9. Se Marx tivesse tempo para desenvolver esta ideia, poderia ter chegado a outra conclusão importante: ao transferir energia da natureza (calor do sol, água, ar, fertilidade do solo etc.) para o produto, o processo produtivo, do ponto de vista puramente físico, altera a qualidade e a quantidade do estoque dessa energia. O economista Nicholas Georgescu-Roegen (6) afirma que, “através do processo econômico, o homem transforma energia disponível ou livre, sobre a qual tem domínio quase completo, em energia não disponível ou ligada, que praticamente não pode utilizar. E esse processo é irreversível”. Existe, portanto, o uso da energia livre da natureza. O que ocorre é que o próprio uso da energia disponível afeta sua disponibilidade, e a manutenção do seu potencial de uso exige trabalho humano.
10. É interessante observar que as ideias do jovem Marx sobre a ciência aproximavam-se dos estudos de outro cientista alemão, Ernest Haeckel, um naturalista entusiasmado com a teoria evolucionista. Em 1869, Haeckel apresentou ao mundo o conceito de ecologia, assentado sobre a interdependência entre os seres vivos circunscritos em um habitat ou na biosfera. Pela primeira vez, as ciências exatas e biológicas são avocadas simultaneamente para produzir um novo conceito. Se a definição de Haeckel, na época, tivesse vencido a forte resistência dessas próprias ciências a incluir o homem nesse mundo inter-relacionado, o avanço em direção a um modelo menos predatório teria ocorrido simultaneamente ao modelo predatório. Poderia ter funcionado como um freio ou uma profecia.
11. O que ocorreu, porém, é que a rígida divisão entre as ciências “humanas” e “biológicas” continuou, apesar do conceito de Haeckel. Edgar Morin afirma que a divisão entre biologismo — uma concepção de vida fechada e centrada no organismo, e o antropologismo — que vê o homem de modo insular, foi rigidamente mantida até os anos 50 desse nosso século XX, com todos os prejuízos que isso acarretou.

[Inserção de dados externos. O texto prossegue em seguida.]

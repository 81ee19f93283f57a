use crate::application::ports::token_service::{TokenError, TokenService};
use crate::application::ports::user_repository::UserRepository;
use crate::application::use_cases::auth::me::GetMe;
use crate::domain::accounts::account::Account;

/// Caller identity resolved from a bearer token, valid for one request.
#[derive(Debug, Clone)]
pub struct AuthenticatedUser {
    pub id: i64,
    pub account: Account,
}

#[derive(Debug, thiserror::Error)]
pub enum AccessError {
    #[error("authorization required")]
    MissingCredentials,
    #[error("invalid token format")]
    MalformedHeader,
    #[error("invalid token: {0}")]
    InvalidToken(#[source] TokenError),
    #[error("user not found")]
    UnknownUser,
    #[error("failed to load user")]
    Store(#[source] anyhow::Error),
}

// Presentation layer reads the header; this module only sees its value.

/// Accepts exactly `Bearer <token>`: two space-separated parts, scheme
/// spelled as-is.
pub fn parse_bearer(header: Option<&str>) -> Result<&str, AccessError> {
    let header = match header {
        Some(h) if !h.is_empty() => h,
        _ => return Err(AccessError::MissingCredentials),
    };
    let mut parts = header.split(' ');
    match (parts.next(), parts.next(), parts.next()) {
        (Some("Bearer"), Some(token), None) if !token.is_empty() => Ok(token),
        _ => Err(AccessError::MalformedHeader),
    }
}

pub async fn authenticate<T, R>(
    tokens: &T,
    users: &R,
    header: Option<&str>,
) -> Result<AuthenticatedUser, AccessError>
where
    T: TokenService + ?Sized,
    R: UserRepository + ?Sized,
{
    let token = parse_bearer(header)?;
    let claims = tokens.validate(token).map_err(AccessError::InvalidToken)?;
    let account = GetMe { repo: users }
        .execute(claims.user_id)
        .await
        .map_err(AccessError::Store)?
        .ok_or(AccessError::UnknownUser)?;
    Ok(AuthenticatedUser {
        id: account.id,
        account,
    })
}

#[cfg(test)]
mod tests {
    use super::*;
    use crate::application::ports::token_service::Claims;
    use crate::infrastructure::memory::InMemoryUserRepository;

    struct FixedTokens;

    impl TokenService for FixedTokens {
        fn issue(&self, account: &Account) -> Result<String, TokenError> {
            Ok(format!("token-{}", account.id))
        }

        fn validate(&self, token: &str) -> Result<Claims, TokenError> {
            let id = token
                .strip_prefix("token-")
                .and_then(|s| s.parse().ok())
                .ok_or(TokenError::Malformed)?;
            Ok(Claims {
                user_id: id,
                sub: String::new(),
                iat: 0,
                exp: 0,
            })
        }
    }

    #[test]
    fn bearer_header_shapes() {
        assert!(matches!(
            parse_bearer(None),
            Err(AccessError::MissingCredentials)
        ));
        assert!(matches!(
            parse_bearer(Some("")),
            Err(AccessError::MissingCredentials)
        ));
        assert_eq!(parse_bearer(Some("Bearer abc")).unwrap(), "abc");
        for bad in ["abc", "bearer abc", "Bearer", "Bearer ", "Bearer a b", "Basic abc"] {
            assert!(
                matches!(parse_bearer(Some(bad)), Err(AccessError::MalformedHeader)),
                "{bad}"
            );
        }
    }

    #[tokio::test]
    async fn resolves_existing_account() {
        let users = InMemoryUserRepository::default();
        let account = users
            .create_user("alice", "alice@example.com", "hash")
            .await
            .unwrap();

        let who = authenticate(&FixedTokens, &users, Some(&format!("Bearer token-{}", account.id)))
            .await
            .unwrap();
        assert_eq!(who.id, account.id);
        assert_eq!(who.account.username, "alice");
    }

    #[tokio::test]
    async fn rejects_token_for_missing_account() {
        let users = InMemoryUserRepository::default();
        let err = authenticate(&FixedTokens, &users, Some("Bearer token-42"))
            .await
            .unwrap_err();
        assert!(matches!(err, AccessError::UnknownUser));
    }

    #[tokio::test]
    async fn rejects_invalid_token() {
        let users = InMemoryUserRepository::default();
        let err = authenticate(&FixedTokens, &users, Some("Bearer garbage"))
            .await
            .unwrap_err();
        assert!(matches!(err, AccessError::InvalidToken(TokenError::Malformed)));
        assert_eq!(err.to_string(), "invalid token: malformed token");
    }
}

12. De todo modo, os princípios enunciados por Haeckel fundamentaram, com certeza, os esforços para formular um conceito adequado à conservação da natureza, mas o que acabou prevalecendo na relação homem-natureza foi, mesmo, o fantástico aperfeiçoamento do processo produtivo e a força da interpretação econômica dos fatos da natureza, concentrados sob a rubrica “recursos naturais” no mundo contábil e financeiro.
O Século XX
13. No livro Ecologia y Libertad, o francês Michel Bosquet (7), colaborador de diversas publicações francesas e membro do comitê de redação de Le Temps Modernes, considera a crise da relação homem-natureza como uma das dimensões não previstas pelo marxismo clássico. Vale a pena conhecer sua análise, considerada como uma das mais refinadas avaliações da sociedade moderna: “Sabemos que nosso mundo se extingue; que, se continuarmos na mesma trajetória, os mares e os rios serão estéreis, a terra carecerá de fertilidade natural, o ar resultará irrespirável nas cidades e a vida constituirá um privilégio a que somente terão direito os espécimes selecionados de uma nova raça humana, uma nova raça que, à mercê dos condicionamentos químicos e programação genética, se adaptarão ao novo nicho ecológico que a engenharia biológica sintetizará para eles”. Há 150 anos, diz Bosquet, as sociedades industrializadas vivem da pilhagem acelerada dos estoques de bens naturais cuja constituição exigiu dezenas de milhões de anos. E as questões envolvendo o futuro do planeta, da biosfera ou das civilizações não encontraram resposta nem entre os economistas clássicos, nem entre os marxistas, nem mesmo entre os não alinhados, como Keynes, que paga até hoje o preço de sua frase brilhante, mesmo um pouco fora de contexto: “No longo prazo, todos estaremos mortos”.
14. Apostando na ciência e na tecnologia para encontrar saídas, todos deixaram de ver o essencial: a atividade produtiva vive de um modo ou de outro às custas dos recursos limitados do planeta e das trocas que realiza com a própria natureza. A filosofia já concluíra que a natureza não é “boa” para o ser humano — obrigado a trabalhar duro para seu sustento — e, nesse processo, sua destruição é um requisito essencial à produção. Nesse caso, os desequilíbrios seriam provocados por esse esforço de sobrevivência e, portanto, não poderiam ser evitados e de nada valeria se preocupar com as consequências. É novamente Bosquet que faz a análise mais eloquente:
“A natureza não é intangível. O projeto ‘prometeico’ de dominá-la ou domesticá-la não é, necessariamente, incompatível com a inquietude ecológica. Toda cultura exerce uma ação invasora sobre a natureza e modifica o meio ambiente. A questão nova que a ecologia propõe fundamenta-se em saber:
– se as transferências que a atividade humana impõe ou arranca à natureza preservam os recursos não renováveis;
– se os efeitos destrutivos da produção não superam os efeitos positivos em razão da excessiva pressão sobre os recursos renováveis.”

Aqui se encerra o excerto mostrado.